You’re used to your Uncle Blogsy’s ravings, so you have probably already spotted it: that seed which was sown so many decades ago. Let’s take that story by its main bullet points: cloth bags, trip to library, leave the books, take home the bags.
It seems that every day now, at least one person comes to the library with a bagful of books and says, “I want my bag back.” Listen carefully, anchovy cobbler: we don’t want your books heaped up on the dock or behind the desk in the lobby. We want them to be IN something, so we can move them around without fetching the wheelbarrow. We may get a truckload of new chairs in right after you leave, prune croquette, and be unable to unload because you’ve stacked your Encyclopaedia Britannica AND forty years’ worth of Reader’s Digest Condensed Books on the end of the dock so you could take the nifty recyclable bags home.
I know, I know: you didn’t buy those nifty cloth bags so Uncle Blogsy could get his grubby mitts on them. Here are a few suggestions to make your book donations more palatable for both of us.
Use boxes. They’re easier for me to stack at those times when eleven people decide to clean out their shelves on the same day.
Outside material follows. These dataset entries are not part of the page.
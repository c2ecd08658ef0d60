use std::{
    collections::{HashMap, HashSet},
    time::Duration,
};

use anyhow::{Context, Result};
use async_trait::async_trait;
use chrono::{DateTime, Utc};
use herald_db::models::announced_proposal;
use thiserror::Error;
use tokio::time::{Instant, sleep, timeout_at};
use tracing::{error, info, instrument, warn};

use crate::{models::proposals::Proposal, store::AnnouncementStore, tally_api::TallyApi};

const DEFAULT_PAGE_LIMIT: usize = 20;
const DEFAULT_ANNOUNCE_DELAY: Duration = Duration::from_secs(1);
const DEFAULT_CYCLE_DEADLINE: Duration = Duration::from_secs(240);

/// Why a Discord delivery failed, as seen by the sync engine.
#[derive(Debug, Error)]
pub enum NotifyError {
    /// The target message no longer exists.
    #[error("message not found")]
    NotFound,
    #[error("transient delivery failure: {0}")]
    Transient(String),
    #[error("delivery failed: {0}")]
    Unknown(String),
}

/// Outbound side of the engine. Implemented by the Discord client; tests
/// substitute a recorder.
#[async_trait]
pub trait Notifier: Send + Sync {
    /// Posts a new announcement, returning the created message id.
    async fn post_announcement(&self, proposal: &Proposal) -> Result<String, NotifyError>;

    /// Rewrites an existing announcement with fresh proposal data.
    async fn edit_announcement(
        &self,
        message_id: &str,
        proposal: &Proposal,
    ) -> Result<(), NotifyError>;
}

/// Counters for one reconciliation cycle.
#[derive(Debug, Default, Clone, Copy, PartialEq, Eq)]
pub struct CycleStats {
    pub fetched: usize,
    pub announced: usize,
    pub updated: usize,
    pub finalized: usize,
    pub failed: usize,
}

/// Reconciles Tally's view of the organization's proposals with the Discord
/// channel. The engine owns the set of announced proposal ids; a proposal
/// enters it only after its announcement has been persisted, so a crash
/// between posting and recording resolves toward a duplicate announcement
/// rather than a silently missing one.
pub struct SyncEngine<N: Notifier> {
    api: TallyApi,
    notifier: N,
    store: AnnouncementStore,
    governor_slug: String,
    announced: HashSet<String>,
    page_limit: usize,
    announce_delay: Duration,
    cycle_deadline: Duration,
}

impl<N: Notifier> SyncEngine<N> {
    pub fn new(api: TallyApi, notifier: N, store: AnnouncementStore, governor_slug: String) -> Self {
        Self {
            api,
            notifier,
            store,
            governor_slug,
            announced: HashSet::new(),
            page_limit: DEFAULT_PAGE_LIMIT,
            announce_delay: DEFAULT_ANNOUNCE_DELAY,
            cycle_deadline: DEFAULT_CYCLE_DEADLINE,
        }
    }

    pub fn with_page_limit(mut self, page_limit: usize) -> Self {
        self.page_limit = page_limit;
        self
    }

    pub fn with_announce_delay(mut self, delay: Duration) -> Self {
        self.announce_delay = delay;
        self
    }

    pub fn with_cycle_deadline(mut self, deadline: Duration) -> Self {
        self.cycle_deadline = deadline;
        self
    }

    /// Loads previously announced proposal ids so a restart does not
    /// re-announce them.
    pub async fn hydrate(&mut self) -> Result<()> {
        let ids = self
            .store
            .load_ids()
            .await
            .context("failed to load announced proposals")?;
        info!(count = ids.len(), "Loaded previously announced proposals");
        self.announced = ids.into_iter().collect();
        Ok(())
    }

    /// Runs one reconciliation cycle: fetch, announce new active proposals,
    /// refresh existing announcements. The deadline is checked between
    /// proposals, never mid-proposal, so a delivered message always gets its
    /// store record before remaining work is deferred to the next cycle.
    #[instrument(name = "sync_cycle", skip_all)]
    pub async fn run_cycle(&mut self) -> Result<CycleStats> {
        let deadline = Instant::now() + self.cycle_deadline;
        self.reconcile(deadline).await
    }

    /// Admin reset: wipes the store and the in-memory announced set.
    pub async fn clear(&mut self) -> Result<u64> {
        let removed = self
            .store
            .clear()
            .await
            .context("failed to clear announced proposals")?;
        self.announced.clear();
        info!(removed = removed, "Cleared announced proposal records");
        Ok(removed)
    }

    async fn reconcile(&mut self, deadline: Instant) -> Result<CycleStats> {
        let mut stats = CycleStats::default();

        // A failed fetch skips the cycle; the next tick retries from scratch.
        // The fetch has no partial state, so a hung one is safe to abandon at
        // the deadline.
        let fetch = timeout_at(deadline, self.api.fetch_proposals(None, self.page_limit));
        let raw = match fetch.await {
            Ok(Ok(raw)) => raw,
            Ok(Err(e)) => {
                error!(error = %e, "Failed to fetch proposals, skipping cycle");
                return Ok(stats);
            }
            Err(_) => {
                warn!("Proposal fetch overran the cycle deadline, skipping cycle");
                return Ok(stats);
            }
        };

        let proposals: Vec<Proposal> = raw
            .iter()
            .map(|r| Proposal::from_raw(r, &self.governor_slug))
            .collect();
        stats.fetched = proposals.len();
        info!(count = proposals.len(), "Fetched proposals from Tally");

        // Snapshot the sync list before announcing so a proposal never gets
        // both its announcement and an update in the same cycle.
        let to_sync = self
            .store
            .list_syncable()
            .await
            .context("failed to load announcements pending sync")?;

        self.announce_new(&proposals, deadline, &mut stats).await;
        self.refresh_existing(&to_sync, &proposals, deadline, &mut stats)
            .await;

        info!(
            fetched = stats.fetched,
            announced = stats.announced,
            updated = stats.updated,
            finalized = stats.finalized,
            failed = stats.failed,
            "Sync cycle complete"
        );
        Ok(stats)
    }

    async fn announce_new(
        &mut self,
        proposals: &[Proposal],
        deadline: Instant,
        stats: &mut CycleStats,
    ) {
        let mut new_active: Vec<&Proposal> = proposals
            .iter()
            .filter(|p| p.status.is_announceable() && !self.announced.contains(&p.id))
            .collect();
        if new_active.is_empty() {
            return;
        }

        // Announce oldest first so the channel reads chronologically;
        // proposals without a creation date sort ahead of everything.
        new_active.sort_by_key(|p| p.created_at.unwrap_or(DateTime::<Utc>::MIN_UTC));
        info!(count = new_active.len(), "Found new active proposals to announce");

        for (i, proposal) in new_active.iter().enumerate() {
            if Instant::now() >= deadline {
                warn!(
                    deferred = new_active.len() - i,
                    "Cycle deadline reached, remaining announcements deferred to the next cycle"
                );
                break;
            }
            if i > 0 {
                sleep(self.announce_delay).await;
            }
            match self.announce(proposal).await {
                Ok(()) => stats.announced += 1,
                Err(e) => {
                    stats.failed += 1;
                    error!(proposal_id = %proposal.id, error = %e, "Failed to announce proposal");
                }
            }
        }
    }

    async fn announce(&mut self, proposal: &Proposal) -> Result<()> {
        info!(proposal_id = %proposal.id, title = %proposal.title, "Announcing new proposal");
        let message_id = self.notifier.post_announcement(proposal).await?;

        // The id joins the announced set only once the record is stored; a
        // failed write leaves the proposal eligible for the next cycle.
        self.store
            .upsert(proposal, Some(&message_id))
            .await
            .with_context(|| format!("failed to record announcement for proposal {}", proposal.id))?;
        self.announced.insert(proposal.id.clone());

        info!(proposal_id = %proposal.id, message_id = %message_id, "Announced proposal");
        Ok(())
    }

    async fn refresh_existing(
        &mut self,
        to_sync: &[announced_proposal::Model],
        proposals: &[Proposal],
        deadline: Instant,
        stats: &mut CycleStats,
    ) {
        if to_sync.is_empty() {
            return;
        }

        let by_id: HashMap<&str, &Proposal> =
            proposals.iter().map(|p| (p.id.as_str(), p)).collect();

        for record in to_sync {
            if Instant::now() >= deadline {
                warn!("Cycle deadline reached, remaining updates deferred to the next cycle");
                break;
            }
            // Records outside this cycle's fetch window are left untouched.
            let Some(proposal) = by_id.get(record.id.as_str()) else {
                continue;
            };
            let Some(message_id) = record.discord_message_id.as_deref() else {
                continue;
            };

            if proposal.status.is_syncable() {
                match self.refresh(message_id, proposal).await {
                    Ok(true) => stats.updated += 1,
                    Ok(false) => stats.failed += 1,
                    Err(e) => {
                        stats.failed += 1;
                        error!(proposal_id = %proposal.id, error = %e, "Failed to update announcement");
                    }
                }
            } else if record.status.as_deref() != Some(proposal.status.as_str()) {
                // One closing update when a proposal reaches its terminal
                // status. Once the stored status matches, edits stop.
                match self.refresh(message_id, proposal).await {
                    Ok(true) => {
                        stats.finalized += 1;
                        info!(
                            proposal_id = %proposal.id,
                            status = %proposal.status,
                            "Final update recorded, sync halted for proposal"
                        );
                    }
                    Ok(false) => stats.failed += 1,
                    Err(e) => {
                        stats.failed += 1;
                        error!(proposal_id = %proposal.id, error = %e, "Failed to apply final update");
                    }
                }
            }
        }
    }

    /// Edits the announcement, then records the fresh status. Returns false
    /// when the message has gone missing; the record stays untouched so the
    /// edit is retried next cycle.
    async fn refresh(&self, message_id: &str, proposal: &Proposal) -> Result<bool> {
        match self.notifier.edit_announcement(message_id, proposal).await {
            Ok(()) => {
                self.store
                    .update_sync_status(&proposal.id, &proposal.status)
                    .await
                    .with_context(|| {
                        format!("failed to record sync for proposal {}", proposal.id)
                    })?;
                info!(proposal_id = %proposal.id, status = %proposal.status, "Updated announcement");
                Ok(true)
            }
            Err(NotifyError::NotFound) => {
                warn!(
                    proposal_id = %proposal.id,
                    message_id = %message_id,
                    "Announcement message not found, edit will be retried"
                );
                Ok(false)
            }
            Err(e) => Err(e.into()),
        }
    }
}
Use plastic bags. You must have some evil old ones sitting around; surely you want to get rid of them.
Use the cloth bags and leave them behind. BUT MENTION IT ON YOUR RECEIPT. That way you get the deduction AND you may puzzle some auditor with a deduction she’s never seen before. “You gave how many cloth bags to Uncle Blogsy even though he hates them?” It’ll distract her from all those books on toenail fungus you donated.